ADC values for the differentiation between histopathological subtypes of brain metastases were assessed in a recent study but did not show significant differences [9]. Another study showed that ADC values in the contrast-enhancing tumor part correlate with the cellularity of brain metastases [30]. Primary CNS lymphomas are known to show lower ADC values in diffusion-weighted imaging [31] [32]. This is supported by our findings that lymphomas show significantly lower ADC values in the contrast-enhancing tumor part.

Despite previous information that ADC values correlate with brain metastasis cellularity, no significant differences in ADC values were found between different histopathological subtypes of brain metastases. In addition to the minimal differences for FANEPTR in germ cell cancer metastases, minimal differences were also observed in ADC values in the contrast-enhancing tumor part for urothelial carcinomas. Due to the comparison of multiple groups of brain metastases, Bonferroni correction would have to be performed to adjust the significance level which was not considered due to the explorative character of this study.
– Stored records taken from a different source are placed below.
use anyhow::{Context, Result};
use chrono::Utc;

use dawnbell::config::Config;
use dawnbell::scheduler::{TickOutcome, TriggerSource};
use dawnbell::storage::Database;

use super::build_components;

/// Run one scheduler tick now
pub async fn tick(config: Config, test_mode: bool) -> Result<()> {
    let components = build_components(&config)?;
    let now = Utc::now();

    let outcome = if test_mode {
        components.gate.preview_at(now, true)
    } else {
        components.gate.tick_at(now, TriggerSource::Cli, None).await
    };

    report(&outcome)
}

/// Manual override through both gates
pub async fn manual(
    config: Config,
    topic: Option<String>,
    identity: Option<String>,
    test_mode: bool,
) -> Result<()> {
    let components = build_components(&config)?;
    let now = Utc::now();

    let outcome = if test_mode {
        components.gate.preview_at(now, false)
    } else {
        components
            .gate
            .manual_at(now, identity, topic, TriggerSource::Cli)
            .await
    };

    report(&outcome)
}

/// Print classification, today's reservations and held locks
pub async fn status(config: Config) -> Result<()> {
    let components = build_components(&config)?;
    let gate = &components.gate;
    let status = gate.status_at(Utc::now()).await;

    println!("Broadcast Status");
    println!("================");
    println!("  Local time: {}", status.local_time.format("%Y-%m-%d %H:%M:%S %:z"));
    println!("  Window: {}", status.window.label());
    match &status.next_window {
        Some(next) => println!(
            "  Next window: {} ({}) at {}",
            next.name,
            next.broadcast_type,
            next.starts_at.format("%Y-%m-%d %H:%M")
        ),
        None => println!("  Next window: none configured"),
    }
    println!("  Lock backend: {}", gate.locks().backend_name());
    println!("  Ledger backend: {}", gate.ledger().backend_name());
    println!("  Executor: {}", gate.executor_name());
    println!();

    println!("Today's reservations:");
    for (broadcast_type, sent) in &status.reservations {
        let state = match sent {
            Some(true) => "sent",
            Some(false) => "pending",
            None => "unknown (store unavailable)",
        };
        println!("  {:<8} {}", broadcast_type.as_str(), state);
    }

    if let Some(pg_locks) = &components.pg_locks {
        println!();
        match pg_locks.list_active_locks(config.schedule.lock_timeout()).await {
            Ok(locks) if locks.is_empty() => println!("No advisory locks held."),
            Ok(locks) => {
                println!("Advisory locks:");
                for lock in locks {
                    println!(
                        "  id={} pid={} granted={}",
                        lock.lock_id, lock.pid, lock.granted
                    );
                }
            }
            Err(e) => println!("Could not list advisory locks: {e}"),
        }
    }

    if let Some(database) = &components.database {
        let pool = database.status();
        println!();
        println!(
            "Pool: {} connections, {} idle, {} waiting (max {})",
            pool.size, pool.available, pool.waiting, pool.max_size
        );
    }

    Ok(())
}

/// Create the reservation schema
pub async fn init_db(config: Config) -> Result<()> {
    if config.database.postgres_url.is_none() {
        anyhow::bail!("DATABASE_URL is not set; nothing to initialize");
    }

    let database = Database::connect(&config.database)?;
    database
        .health_check()
        .await
        .context("Database is not reachable")?;
    database.init_schema().await?;

    println!("Reservation schema ready.");
    Ok(())
}

fn report(outcome: &TickOutcome) -> Result<()> {
    println!("Outcome: {}", outcome.label());
    println!("  {}", outcome.message());
    if let Some(slot) = outcome.slot() {
        println!("  Slot: {slot}");
    }
    if let Some(id) = outcome.reservation_id() {
        println!("  Reservation: {id}");
    }

    if !outcome.success() {
        anyhow::bail!("broadcast tick failed: {}", outcome.message());
    }
    Ok(())
}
However, accounting for this, differences in FA values in germ cell cancer metastases and in ADC values in urothelial carcinoma metastases would no longer reach statistical significance.

One could assume that brain metastases with similar histopathological patterns (e. g. adenocarcinoma, squamous cell carcinoma) show differences in structure and therefore also in FA and ADC values. In this study only slight differences between subgroups of brain metastases (e. g. upper/lower GI), but no significant differences between histopathological groups independently of the origin were observed. There is high variability of brain metastases between different organs, different histopathological patterns and also between the different histopathological patterns of different organs which makes classification very difficult. Furthermore, the small number of patients in the subgroups is a main limitation for statistical analysis.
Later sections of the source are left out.